Items from a dataset
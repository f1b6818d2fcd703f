//! Service layer for SocialElf
//!
//! `SocialElfService` is the single entry point the binaries use. It wires
//! the provider client, the profile directory, the post orchestrator and the
//! connection flow controller from one `Config`, and shares one event bus
//! between them.
//!
//! - `SchedulingOrchestrator`: create, read, update, reschedule and delete posts
//! - `CalendarView`: optimistic drag-and-drop rescheduling
//! - `ConnectionFlowController`: connect and disconnect social accounts
//! - `EventBus`: lifecycle events
//!
//! # Example
//!
//! ```no_run
//! use libsocialelf::platforms::PlatformOptions;
//! use libsocialelf::service::SocialElfService;
//! use libsocialelf::types::{Platform, PostDraft};
//!
//! # async fn example() -> libsocialelf::Result<()> {
//! let service = SocialElfService::new()?;
//!
//! let draft = PostDraft::new("Launch day!")
//!     .with_platform(PlatformOptions::bare(Platform::Linkedin))
//!     .as_draft();
//!
//! let post = service.create_post("main", draft).await?;
//! println!("Saved draft {}", post.id);
//! # Ok(())
//! # }
//! ```

pub mod calendar;
pub mod events;
pub mod scheduling;

use std::sync::Arc;

use chrono::{DateTime, Utc};
use tracing::warn;

use self::calendar::CalendarView;
use self::events::{EventBus, EventReceiver};
use self::scheduling::SchedulingOrchestrator;
use crate::config::Config;
use crate::connection::{
    CallbackOutcome, CallbackParams, ConnectionFlowController, ConnectionStart, FacebookOAuth,
    FlowStateStore, PageListing,
};
use crate::error::Result;
use crate::profiles::{ProfileDirectory, StaticProfiles};
use crate::provider::{HttpProvider, PageConnection, PostingProvider};
use crate::timezone::TimezoneResolver;
use crate::types::{Account, DeleteAck, Platform, Post, PostDraft, PostFilter, PostPage, PostPatch};

pub struct SocialElfService {
    config: Arc<Config>,
    scheduling: SchedulingOrchestrator,
    connections: Arc<ConnectionFlowController>,
    event_bus: EventBus,
}

impl SocialElfService {
    /// Load configuration from the default location and connect to the provider
    pub fn new() -> Result<Self> {
        Self::from_config(Config::load()?)
    }

    pub fn from_config(config: Config) -> Result<Self> {
        let provider: Arc<dyn PostingProvider> =
            Arc::new(HttpProvider::from_config(&config.provider)?);
        Self::with_provider(config, provider)
    }

    /// Use `provider` instead of the HTTP client, with profiles from config
    pub fn with_provider(config: Config, provider: Arc<dyn PostingProvider>) -> Result<Self> {
        let profiles: Arc<dyn ProfileDirectory> =
            Arc::new(StaticProfiles::new(config.profiles.clone()));
        Self::with_parts(config, provider, profiles)
    }

    pub fn with_parts(
        config: Config,
        provider: Arc<dyn PostingProvider>,
        profiles: Arc<dyn ProfileDirectory>,
    ) -> Result<Self> {
        let event_bus = EventBus::new(100);
        let timezones = TimezoneResolver::new(&config.defaults.timezone)?;

        let scheduling = SchedulingOrchestrator::new(
            provider.clone(),
            profiles.clone(),
            timezones,
            event_bus.clone(),
        );

        let flows = FlowStateStore::open(config.state_file_path()?, config.connection.state_ttl());
        let mut connections = ConnectionFlowController::new(
            provider,
            profiles,
            flows,
            &config.oauth.redirect_base_url,
            event_bus.clone(),
        )?;
        if let Some(facebook) = &config.oauth.facebook {
            match FacebookOAuth::from_config(facebook, config.provider.timeout()) {
                Ok(oauth) => connections = connections.with_facebook(Arc::new(oauth)),
                Err(e) => warn!(error = %e, "Facebook connections unavailable"),
            }
        }

        Ok(Self {
            config: Arc::new(config),
            scheduling,
            connections: Arc::new(connections),
            event_bus,
        })
    }

    pub fn config(&self) -> &Config {
        &self.config
    }

    pub fn scheduling(&self) -> &SchedulingOrchestrator {
        &self.scheduling
    }

    pub fn connections(&self) -> &ConnectionFlowController {
        &self.connections
    }

    pub fn subscribe(&self) -> EventReceiver {
        self.event_bus.subscribe()
    }

    pub async fn create_post(&self, profile_id: &str, draft: PostDraft) -> Result<Post> {
        self.scheduling.create_post(profile_id, draft).await
    }

    pub async fn get_post(&self, profile_id: &str, post_id: &str) -> Result<Post> {
        self.scheduling.get_post(profile_id, post_id).await
    }

    pub async fn list_posts(&self, profile_id: &str, filter: &PostFilter) -> Result<PostPage> {
        self.scheduling.list_posts(profile_id, filter).await
    }

    pub async fn update_post(
        &self,
        profile_id: &str,
        post_id: &str,
        patch: PostPatch,
    ) -> Result<Post> {
        self.scheduling.update_post(profile_id, post_id, patch).await
    }

    pub async fn reschedule_post(
        &self,
        profile_id: &str,
        post_id: &str,
        instant: DateTime<Utc>,
    ) -> Result<Post> {
        self.scheduling
            .reschedule_post(profile_id, post_id, instant)
            .await
    }

    pub async fn delete_post(&self, profile_id: &str, post_id: &str) -> Result<DeleteAck> {
        self.scheduling.delete_post(profile_id, post_id).await
    }

    pub async fn calendar(&self, profile_id: &str, filter: PostFilter) -> Result<CalendarView> {
        CalendarView::load(
            self.scheduling.clone(),
            profile_id,
            filter,
            self.event_bus.clone(),
        )
        .await
    }

    pub async fn initiate_connection(
        &self,
        profile_id: &str,
        platform: Platform,
    ) -> Result<ConnectionStart> {
        self.connections.initiate(profile_id, platform).await
    }

    pub async fn complete_connection_callback(
        &self,
        profile_id: &str,
        platform: Platform,
        params: &CallbackParams,
    ) -> Result<CallbackOutcome> {
        self.connections
            .complete_callback(profile_id, platform, params)
            .await
    }

    pub async fn list_connectable_pages(
        &self,
        profile_id: &str,
        temp_token: &str,
    ) -> Result<PageListing> {
        self.connections
            .list_connectable_pages(profile_id, temp_token)
            .await
    }

    pub async fn finalize_connection(
        &self,
        profile_id: &str,
        page_id: &str,
        temp_token: &str,
    ) -> Result<PageConnection> {
        self.connections
            .finalize_connection(profile_id, page_id, temp_token)
            .await
    }

    pub async fn list_connections(&self, profile_id: &str) -> Result<Vec<Account>> {
        self.connections.list_connections(profile_id).await
    }

    pub async fn disconnect(&self, profile_id: &str, account_id: &str) -> Result<()> {
        self.connections.disconnect(profile_id, account_id).await
    }
}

_Exercise details_
Your response should hold the lines from the first line of the entries above through the line with "use crate::timezone::TimezoneResolver;", each retyped exactly, and nothing else.

_Answer to this exercise_
repository f1b6818d2fcd703f
//! Service layer for SocialElf
//!
//! `SocialElfService` is the single entry point the binaries use. It wires
//! the provider client, the profile directory, the post orchestrator and the
//! connection flow controller from one `Config`, and shares one event bus
//! between them.
//!
//! - `SchedulingOrchestrator`: create, read, update, reschedule and delete posts
//! - `CalendarView`: optimistic drag-and-drop rescheduling
//! - `ConnectionFlowController`: connect and disconnect social accounts
//! - `EventBus`: lifecycle events
//!
//! # Example
//!
//! ```no_run
//! use libsocialelf::platforms::PlatformOptions;
//! use libsocialelf::service::SocialElfService;
//! use libsocialelf::types::{Platform, PostDraft};
//!
//! # async fn example() -> libsocialelf::Result<()> {
//! let service = SocialElfService::new()?;
//!
//! let draft = PostDraft::new("Launch day!")
//!     .with_platform(PlatformOptions::bare(Platform::Linkedin))
//!     .as_draft();
//!
//! let post = service.create_post("main", draft).await?;
//! println!("Saved draft {}", post.id);
//! # Ok(())
//! # }
//! ```

pub mod calendar;
pub mod events;
pub mod scheduling;

use std::sync::Arc;

use chrono::{DateTime, Utc};
use tracing::warn;

use self::calendar::CalendarView;
use self::events::{EventBus, EventReceiver};
use self::scheduling::SchedulingOrchestrator;
use crate::config::Config;
use crate::connection::{
    CallbackOutcome, CallbackParams, ConnectionFlowController, ConnectionStart, FacebookOAuth,
    FlowStateStore, PageListing,
};
use crate::error::Result;
use crate::profiles::{ProfileDirectory, StaticProfiles};
use crate::provider::{HttpProvider, PageConnection, PostingProvider};
use crate::timezone::TimezoneResolver;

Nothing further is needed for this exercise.